One challenge for instructors — and with four teaching assistants, ENGI 128 is labor intensive — is ensuring the technology doesn’t outpace the students’ ability to use it. As McLurkin notes, “real hardware is unforgiving,” and because robots do what you tell them to do, not what you want them to do, things can “go off the rails very badly.” For example, getting the math wrong on the velocity controls will send the robot spinning out of control. Assignments, he cautions, “have to be designed so when [students] get it right, they can see it.” It can be difficult for students to figure out what’s going on with embedded systems, like Python, because they can’t check the robot’s program for bugs as easily as when
programming their laptops. “It’s like looking at a map through a drinking straw,” says McLurkin.
Another challenge has been the students’ lack of experience using tools. Unlike the Sputnik generation, whose schools had shop classes, many of today’s freshmen arrive not knowing they must push down on the screwdriver to loosen a screw. Despite such hurdles, however, most students remain undaunted and go on to study engineering, McLurkin says.
Instead of a single capstone assignment, a series of projects culminate in a final 30-robot design challenge, such as “quaffling up” like Harry Potter for a spirited match of Quidditch, performed with robots rather than student-wizards on broomsticks. “They should get their hands dirty right away,” argues McLurkin.
Citing student surveys, McLurkin and his colleagues reported in a 2012 paper that ENGI 128 increased engagement, motivation, and desire to major in engineering. Students bonded with their robots. Many gave them names and were sad to return them at the end of the semester. Tough homework made most students work harder to ensure their robot’s success.

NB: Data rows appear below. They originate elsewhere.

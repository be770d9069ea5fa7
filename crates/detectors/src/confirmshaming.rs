use darkux_guard::detector::{Detector, DetectorKey, ScanContext};
use darkux_guard::finding::*;

use crate::catalog::CONFIRMSHAMING_PHRASES;
use crate::phrase::phrase_findings;

/// Detects decline options worded to guilt the user ("no thanks, I'll miss out").
pub struct ConfirmShaming {
    phrases: &'static [&'static str],
}

impl ConfirmShaming {
    pub fn with_phrases(phrases: &'static [&'static str]) -> Self {
        Self { phrases }
    }
}

impl Default for ConfirmShaming {
    fn default() -> Self {
        Self::with_phrases(CONFIRMSHAMING_PHRASES)
    }
}

impl Detector for ConfirmShaming {
    fn key(&self) -> DetectorKey {
        DetectorKey::ConfirmShaming
    }

    fn name(&self) -> &str {
        "Confirmshaming phrase"
    }

    fn description(&self) -> &str {
        "Detects copy that shames users for declining an offer"
    }

    fn severity(&self) -> Severity {
        Severity::Moderate
    }

    fn score_delta(&self) -> i32 {
        -20
    }

    fn detect(&self, ctx: &ScanContext) -> Vec<Finding> {
        phrase_findings(self, ctx, self.phrases)
    }
}
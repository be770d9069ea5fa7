use darkux_guard::detector::{Detector, DetectorKey, ScanContext};
use darkux_guard::finding::*;

use crate::catalog::HIDDEN_FEE_PHRASES;
use crate::phrase::phrase_findings;

/// Detects prices that leave part of the cost for later.
pub struct HiddenFees {
    phrases: &'static [&'static str],
}

impl HiddenFees {
    pub fn with_phrases(phrases: &'static [&'static str]) -> Self {
        Self { phrases }
    }
}

impl Default for HiddenFees {
    fn default() -> Self {
        Self::with_phrases(HIDDEN_FEE_PHRASES)
    }
}

impl Detector for HiddenFees {
    fn key(&self) -> DetectorKey {
        DetectorKey::HiddenFees
    }

    fn name(&self) -> &str {
        "Hidden fee language"
    }

    fn description(&self) -> &str {
        "Detects wording that defers fees, taxes or shipping costs"
    }

    fn severity(&self) -> Severity {
        Severity::Moderate
    }

    fn score_delta(&self) -> i32 {
        -15
    }

    fn detect(&self, ctx: &ScanContext) -> Vec<Finding> {
        phrase_findings(self, ctx, self.phrases)
    }
}

#[cfg(test)]
mod tests {
    use super::*;
    use chrono::Utc;
    use darkux_guard::page::PageModel;

    #[test]
    fn test_detects_fee_language() {
        let page = PageModel::new(
            "$9.99 excluding tax. A processing fee may apply.",
            Vec::new(),
        );
        let ctx = ScanContext::new(&page, Utc::now());
        let findings = HiddenFees::default().detect(&ctx);
        assert_eq!(findings.len(), 2);
        assert_eq!(findings[0].summary, "excluding tax");
        assert_eq!(findings[1].summary, "processing fee");
        assert_eq!(findings[0].score_delta, -15);
    }
}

While educational robots like r-one are uncommon, entrepreneurial educators detect opportunity for more use of robots in the classroom. Carnegie Mellon University’s CREATE lab, for example, has developed a $100 programmable, mobile robot to teach computer science to students as young as eight. The result of a four-year study, the bird-shaped Finch has light, temperature, and obstacle sensors, accelerometers, and support for a dozen programming languages. And Harvard researchers are coming out with a $10.70 AERobot — for Affordable Education Robot — designed to introduce the fundamentals of programming, logic, and robot controls to students of all ages.